# Human Activity Recognition

### The dataset our human activity recognition model was trained on is the Kinetics 400 Dataset.

##### This dataset consists of:

400 human activity recognition classes

At least 400 video clips per class (downloaded via YouTube)

A total of 300,000 videos

![dataset.png](https://www.pyimagesearch.com/wp-content/uploads/2019/11/human_activity_reco_kinetics_dataset.jpg)

## 3D ResNet for Human Activity Recognition

![image.png](https://www.pyimagesearch.com/wp-content/uploads/2019/11/human_activity_reco_success.png)

### Import these libraries

In [1]:
import numpy as np
import imutils
import sys
import cv2

#### Load the contents of the class labels file, then define the sample duration and sample size

In [None]:
CLASSES = open('Your path/action_recognition_kinetics.txt').read().strip().split("\n") # Specify the label Path
SAMPLE_DURATION = 16
SAMPLE_SIZE = 112

#### Load the human activity recognition model

In [14]:
net = cv2.dnn.readNet('Your path/resnet-34_kinetics.onnx') # Specify the Model Path
print("[INFO] loading human activity recognition model...")

[INFO] loading human activity recognition model...


#### Your input video goes here: Specify the path of the input Video 

In [15]:
vs = cv2.VideoCapture('Your path/activities.mp4') # Your Input Video Path
print("[INFO] accessing video stream...")
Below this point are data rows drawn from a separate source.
//! Credentials and sessions.

pub mod password;
pub mod session;

pub use session::{MemorySessionStore, Session, SessionId, SessionStore};
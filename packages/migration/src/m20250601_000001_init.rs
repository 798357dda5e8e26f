use sea_orm_migration::prelude::*;
use sea_orm_migration::sea_query::{ColumnDef, ForeignKeyAction, Index, Table};

#[derive(DeriveMigrationName)]
pub struct Migration;

#[derive(Iden)]
enum Users {
    Table,
    Id,
    Username,
    PasswordHash,
    CurrentGameId,
    CreatedAt,
    UpdatedAt,
}

#[derive(Iden)]
enum Games {
    Table,
    Id,
    UserId,
    Deck,
    Hand,
    Finished,
    UserWon,
    Round,
    LockVersion,
    CreatedAt,
    UpdatedAt,
}

#[async_trait::async_trait]
impl MigrationTrait for Migration {
    async fn up(&self, manager: &SchemaManager) -> Result<(), DbErr> {
        // users
        manager
            .create_table(
                Table::create()
                    .table(Users::Table)
                    .if_not_exists()
                    .col(
                        ColumnDef::new(Users::Id)
                            .big_integer()
                            .not_null()
                            .primary_key()
                            .auto_increment(),
                    )
                    .col(
                        ColumnDef::new(Users::Username)
                            .string()
                            .not_null()
                            .unique_key(),
                    )
                    .col(ColumnDef::new(Users::PasswordHash).string().not_null())
                    // No FK: games references users, and SQLite cannot add
                    // constraints after the fact.
                    .col(ColumnDef::new(Users::CurrentGameId).big_integer().null())
                    .col(
                        ColumnDef::new(Users::CreatedAt)
                            .timestamp_with_time_zone()
                            .not_null(),
                    )
                    .col(
                        ColumnDef::new(Users::UpdatedAt)
                            .timestamp_with_time_zone()
                            .not_null(),
                    )
                    .to_owned(),
            )
            .await?;

        // games
        manager
            .create_table(
                Table::create()
                    .table(Games::Table)
                    .if_not_exists()
                    .col(
                        ColumnDef::new(Games::Id)
                            .big_integer()
                            .not_null()
                            .primary_key()
                            .auto_increment(),
                    )
                    .col(ColumnDef::new(Games::UserId).big_integer().null())
                    .col(ColumnDef::new(Games::Deck).text().not_null())
                    .col(ColumnDef::new(Games::Hand).text().not_null())
                    .col(
                        ColumnDef::new(Games::Finished)
                            .boolean()
                            .not_null()
                            .default(false),
                    )
                    .col(
                        ColumnDef::new(Games::UserWon)
                            .boolean()
                            .not_null()
                            .default(false),
                    )
                    .col(
                        ColumnDef::new(Games::Round)
                            .small_integer()
                            .not_null()
                            .default(1),
                    )
                    .col(
                        ColumnDef::new(Games::LockVersion)
                            .integer()
                            .not_null()
                            .default(1),
                    )
                    .col(
                        ColumnDef::new(Games::CreatedAt)
                            .timestamp_with_time_zone()
                            .not_null(),
                    )
                    .col(
                        ColumnDef::new(Games::UpdatedAt)
                            .timestamp_with_time_zone()
                            .not_null(),
                    )
                    .foreign_key(
                        ForeignKey::create()
                            .name("fk_games_user_id")
                            .from(Games::Table, Games::UserId)
                            .to(Users::Table, Users::Id)
                            .on_delete(ForeignKeyAction::SetNull),
                    )
                    .to_owned(),
            )
            .await?;

        // stats scans finished games per user by creation time
        manager
            .create_index(
                Index::create()
                    .name("ix_games_user_finished_created")
                    .table(Games::Table)
                    .col(Games::UserId)
                    .col(Games::Finished)
                    .col(Games::CreatedAt)
                    .to_owned(),
            )
            .await?;

        Ok(())
    }

    async fn down(&self, manager: &SchemaManager) -> Result<(), DbErr> {
        manager
            .drop_index(
                Index::drop()
                    .name("ix_games_user_finished_created")
                    .table(Games::Table)
                    .to_owned(),
            )
            .await?;

        manager
            .drop_table(Table::drop().table(Games::Table).to_owned())
            .await?;

        manager
            .drop_table(Table::drop().table(Users::Table).to_owned())
            .await?;

        Ok(())
    }
}
pub mod current_user;

pub use current_user::{CurrentUser, MaybeSession};
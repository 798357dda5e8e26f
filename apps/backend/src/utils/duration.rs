//! Human-friendly durations such as `7d`, `1h 30m` or `2 weeks`.
//!
//! A bare number is milliseconds. Fractions are allowed (`1.5h`). Years are
//! 365.25 days.

use lazy_regex::regex;
use time::Duration;

use crate::errors::domain::{DomainError, ValidationKind};

const MS_PER_SECOND: f64 = 1_000.0;
const MS_PER_MINUTE: f64 = 60.0 * MS_PER_SECOND;
const MS_PER_HOUR: f64 = 60.0 * MS_PER_MINUTE;
const MS_PER_DAY: f64 = 24.0 * MS_PER_HOUR;
const MS_PER_WEEK: f64 = 7.0 * MS_PER_DAY;
const MS_PER_YEAR: f64 = 365.25 * MS_PER_DAY;

// Keeps `Duration::seconds_f64` well inside its range.
const MAX_MS: f64 = 1_000.0 * MS_PER_YEAR;

fn unit_ms(unit: &str) -> Option<f64> {
    let ms = match unit.to_ascii_lowercase().as_str() {
        "ms" | "msec" | "msecs" | "millisecond" | "milliseconds" => 1.0,
        "s" | "sec" | "secs" | "second" | "seconds" => MS_PER_SECOND,
        "m" | "min" | "mins" | "minute" | "minutes" => MS_PER_MINUTE,
        "h" | "hr" | "hrs" | "hour" | "hours" => MS_PER_HOUR,
        "d" | "day" | "days" => MS_PER_DAY,
        "w" | "wk" | "wks" | "week" | "weeks" => MS_PER_WEEK,
        "y" | "yr" | "yrs" | "year" | "years" => MS_PER_YEAR,
        _ => return None,
    };
    Some(ms)
}

fn invalid(input: &str) -> DomainError {
    DomainError::validation(
        ValidationKind::InvalidDuration,
        format!("Invalid duration '{input}'. Use values like 30m, 12h, 7d or 2w."),
    )
}

/// Parse `input` into a non-negative duration.
pub fn parse_duration(input: &str) -> Result<Duration, DomainError> {
    let s = input.trim();
    if s.is_empty() {
        return Err(invalid(input));
    }

    let total_ms = if regex!(r"^\d+(\.\d+)?$").is_match(s) {
        s.parse::<f64>().map_err(|_| invalid(input))?
    } else {
        let token = regex!(r"(\d+(?:\.\d+)?)\s*([A-Za-z]+)");
        let mut total = 0.0;
        let mut cursor = 0;
        for caps in token.captures_iter(s) {
            let (Some(whole), Some(value), Some(unit)) = (caps.get(0), caps.get(1), caps.get(2))
            else {
                return Err(invalid(input));
            };
            // Only separators may sit between terms.
            if !s[cursor..whole.start()]
                .chars()
                .all(|c| c.is_whitespace() || c == ',')
            {
                return Err(invalid(input));
            }
            let value: f64 = value.as_str().parse().map_err(|_| invalid(input))?;
            let per = unit_ms(unit.as_str()).ok_or_else(|| invalid(input))?;
            total += value * per;
            cursor = whole.end();
        }
        if cursor == 0 || !s[cursor..].trim().is_empty() {
            return Err(invalid(input));
        }
        total
    };

    if !total_ms.is_finite() || total_ms > MAX_MS {
        return Err(invalid(input));
    }
    Ok(Duration::seconds_f64(total_ms / MS_PER_SECOND))
}
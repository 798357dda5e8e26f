#![allow(dead_code)]

pub mod proptest_prelude;

// Logging is auto-installed for every test binary that declares `mod common`.
#[ctor::ctor]
fn init_logging() {
    backend_test_support::logging::init();
}
//! Game repository functions for domain layer.

use sea_orm::ConnectionTrait;
use time::OffsetDateTime;

use crate::adapters::games_sea as games_adapter;
use crate::domain::cards_parsing::{from_stored_format, to_stored_format};
use crate::domain::{AcesGame, PersistedGame};
use crate::entities::games;
use crate::errors::domain::{DomainError, InfraErrorKind};

/// A stored game: row metadata around the engine state.
#[derive(Debug, Clone, PartialEq, Eq)]
pub struct Game {
    pub id: i64,
    pub user_id: Option<i64>,
    pub created_at: OffsetDateTime,
    pub updated_at: OffsetDateTime,
    pub lock_version: i32,
    pub state: AcesGame,
}

impl TryFrom<games::Model> for Game {
    type Error = DomainError;

    fn try_from(m: games::Model) -> Result<Self, Self::Error> {
        let round = u8::try_from(m.round).map_err(|_| {
            DomainError::infra(
                InfraErrorKind::DataCorruption,
                format!("Game {} has invalid round {}", m.id, m.round),
            )
        })?;
        let state = AcesGame::from_persisted(PersistedGame {
            deck: from_stored_format(&m.deck)?,
            hand: from_stored_format(&m.hand)?,
            finished: m.finished,
            user_won: m.user_won,
            round,
        })?;

        Ok(Self {
            id: m.id,
            user_id: m.user_id,
            created_at: m.created_at,
            updated_at: m.updated_at,
            lock_version: m.lock_version,
            state,
        })
    }
}

/// Aggregate over a user's finished games.
#[derive(Debug, Clone, Copy, PartialEq, Eq, Default)]
pub struct GameCounts {
    pub played: u64,
    pub won: u64,
}

pub async fn find_by_id<C: ConnectionTrait>(
    conn: &C,
    game_id: i64,
) -> Result<Option<Game>, DomainError> {
    games_adapter::find_by_id(conn, game_id)
        .await?
        .map(Game::try_from)
        .transpose()
}

pub async fn require_game<C: ConnectionTrait>(
    conn: &C,
    game_id: i64,
) -> Result<Game, DomainError> {
    let game = games_adapter::require_game(conn, game_id).await?;
    Game::try_from(game)
}

pub async fn create_game<C: ConnectionTrait>(
    conn: &C,
    user_id: Option<i64>,
    state: &AcesGame,
) -> Result<Game, DomainError> {
    let dto = games_adapter::GameCreate {
        user_id,
        deck: to_stored_format(state.deck())?,
        hand: to_stored_format(state.hand())?,
        finished: state.finished(),
        user_won: state.user_won(),
        round: i16::from(state.round()),
    };
    let game = games_adapter::create_game(conn, dto).await?;
    Game::try_from(game)
}

/// Persist `game.state` if nobody saved since `game.lock_version` was read.
pub async fn save_game<C: ConnectionTrait>(conn: &C, game: &Game) -> Result<Game, DomainError> {
    let dto = games_adapter::GameUpdate {
        id: game.id,
        expected_version: game.lock_version,
        deck: to_stored_format(game.state.deck())?,
        hand: to_stored_format(game.state.hand())?,
        finished: game.state.finished(),
        user_won: game.state.user_won(),
        round: i16::from(game.state.round()),
    };
    let updated = games_adapter::update_game(conn, dto).await?;
    Game::try_from(updated)
}

pub async fn count_finished_since<C: ConnectionTrait>(
    conn: &C,
    user_id: i64,
    since: OffsetDateTime,
) -> Result<GameCounts, DomainError> {
    let (played, won) = games_adapter::count_finished_since(conn, user_id, since).await?;
    Ok(GameCounts { played, won })
}
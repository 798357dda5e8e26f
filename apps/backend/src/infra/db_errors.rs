//! SeaORM -> DomainError translation.
//!
//! Adapters return `sea_orm::DbErr`; repos convert it here so services only
//! ever see `DomainError`.

use tracing::{error, warn};

use crate::errors::domain::{ConflictKind, DomainError, InfraErrorKind, NotFoundKind, ValidationKind};
use crate::trace_ctx;

/// Prefix for the custom error adapters raise on a stale `lock_version`.
pub const OPTIMISTIC_LOCK_PREFIX: &str = "OPTIMISTIC_LOCK:";

fn mentions_sqlstate(msg: &str, code: &str) -> bool {
    msg.contains(code) || msg.contains(&format!("SQLSTATE({code})"))
}

/// Known unique constraints, by SQLite `table.column` or Postgres constraint name.
fn unique_conflict(msg: &str) -> Option<(ConflictKind, &'static str)> {
    if msg.contains("users.username") || msg.contains("users_username_key") {
        return Some((ConflictKind::UsernameTaken, "Username is already taken"));
    }
    None
}

#[derive(serde::Deserialize)]
struct LockInfo {
    expected: i32,
    actual: i32,
}

/// Translate a `DbErr` into a `DomainError` with sanitized detail.
pub fn map_db_err(e: sea_orm::DbErr) -> DomainError {
    let msg = e.to_string();
    let trace_id = trace_ctx::trace_id();

    match &e {
        sea_orm::DbErr::RecordNotFound(_) => {
            return DomainError::not_found(NotFoundKind::Other("Record".into()), "Record not found");
        }
        sea_orm::DbErr::Custom(custom) if custom.starts_with(OPTIMISTIC_LOCK_PREFIX) => {
            let payload = &custom[OPTIMISTIC_LOCK_PREFIX.len()..];
            return match serde_json::from_str::<LockInfo>(payload) {
                Ok(info) => {
                    warn!(trace_id = %trace_id, expected = info.expected, actual = info.actual, "optimistic lock conflict");
                    DomainError::conflict(
                        ConflictKind::OptimisticLock,
                        format!(
                            "Game was modified concurrently (expected version {}, found {}). Please retry.",
                            info.expected, info.actual
                        ),
                    )
                }
                Err(_) => {
                    warn!(trace_id = %trace_id, "optimistic lock conflict");
                    DomainError::conflict(
                        ConflictKind::OptimisticLock,
                        "Game was modified concurrently. Please retry.",
                    )
                }
            };
        }
        sea_orm::DbErr::ConnectionAcquire(_) | sea_orm::DbErr::Conn(_) => {
            warn!(trace_id = %trace_id, error = %msg, "database unavailable");
            return DomainError::infra(InfraErrorKind::DbUnavailable, "Database unavailable");
        }
        _ => {}
    }

    if mentions_sqlstate(&msg, "23505")
        || msg.contains("duplicate key value violates unique constraint")
        || msg.contains("UNIQUE constraint failed")
    {
        warn!(trace_id = %trace_id, "unique constraint violation");
        if let Some((kind, detail)) = unique_conflict(&msg) {
            return DomainError::conflict(kind, detail);
        }
        return DomainError::conflict(ConflictKind::Other("Unique".into()), "Unique constraint violation");
    }

    if mentions_sqlstate(&msg, "23503") || msg.contains("FOREIGN KEY constraint failed") {
        warn!(trace_id = %trace_id, "foreign key violation");
        return DomainError::validation(
            ValidationKind::Other("FK".into()),
            "Foreign key constraint violation",
        );
    }

    if msg.contains("timeout") || msg.contains("timed out") {
        warn!(trace_id = %trace_id, "database timeout");
        return DomainError::infra(InfraErrorKind::Timeout, "Database timeout");
    }

    error!(trace_id = %trace_id, error = %msg, "unhandled database error");
    DomainError::infra(InfraErrorKind::Other("DbErr".into()), "Database operation failed")
}

impl From<sea_orm::DbErr> for DomainError {
    fn from(e: sea_orm::DbErr) -> Self {
        map_db_err(e)
    }
}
[INFO] accessing video stream...


## This code block performs the activity recognition

In [None]:
while True:
    # initialize the batch of frames that will be passed through the model
    frames = []

    # loop over the number of required sample frames
    for i in range(0, SAMPLE_DURATION):
        # read a frame from the video stream
        (grabbed, frame) = vs.read()

        # if the frame was not grabbed then we've reached the end of the video stream so exit the script
        if not grabbed:
            print("[INFO] no frame read from stream - exiting")
            sys.exit(0)

        # otherwise, the frame was read so resize it and add it to our frames list
        frame = imutils.resize(frame, width=400)
        frames.append(frame)

    # now that our frames array is filled we can construct our blob
    blob = cv2.dnn.blobFromImages(frames, 1.0,
        (SAMPLE_SIZE, SAMPLE_SIZE), (114.7748, 107.7354, 99.4750),
        swapRB=True, crop=True)
    blob = np.transpose(blob, (1, 0, 2, 3))
    blob = np.expand_dims(blob, axis=0)

    # pass the blob through the network to obtain our human activity recognition predictions
    net.setInput(blob)
    outputs = net.forward()
    label = CLASSES[np.argmax(outputs)]

    # loop over our frames
    for frame in frames:
        # draw the predicted activity on the frame
        cv2.rectangle(frame, (0, 0), (300, 40), (0, 0, 0), -1)
        cv2.putText(frame, label, (10, 25), cv2.FONT_HERSHEY_SIMPLEX,
            0.8, (255, 255, 255), 2)

        # display the frame to our screen
        cv2.imshow("Activity Recognition", frame)
        key = cv2.waitKey(1) & 0xFF

        # if the `q` key was pressed, break from the loop
        if key == ord("q"):
            break

## Press q to quit 

# Try with different custom videos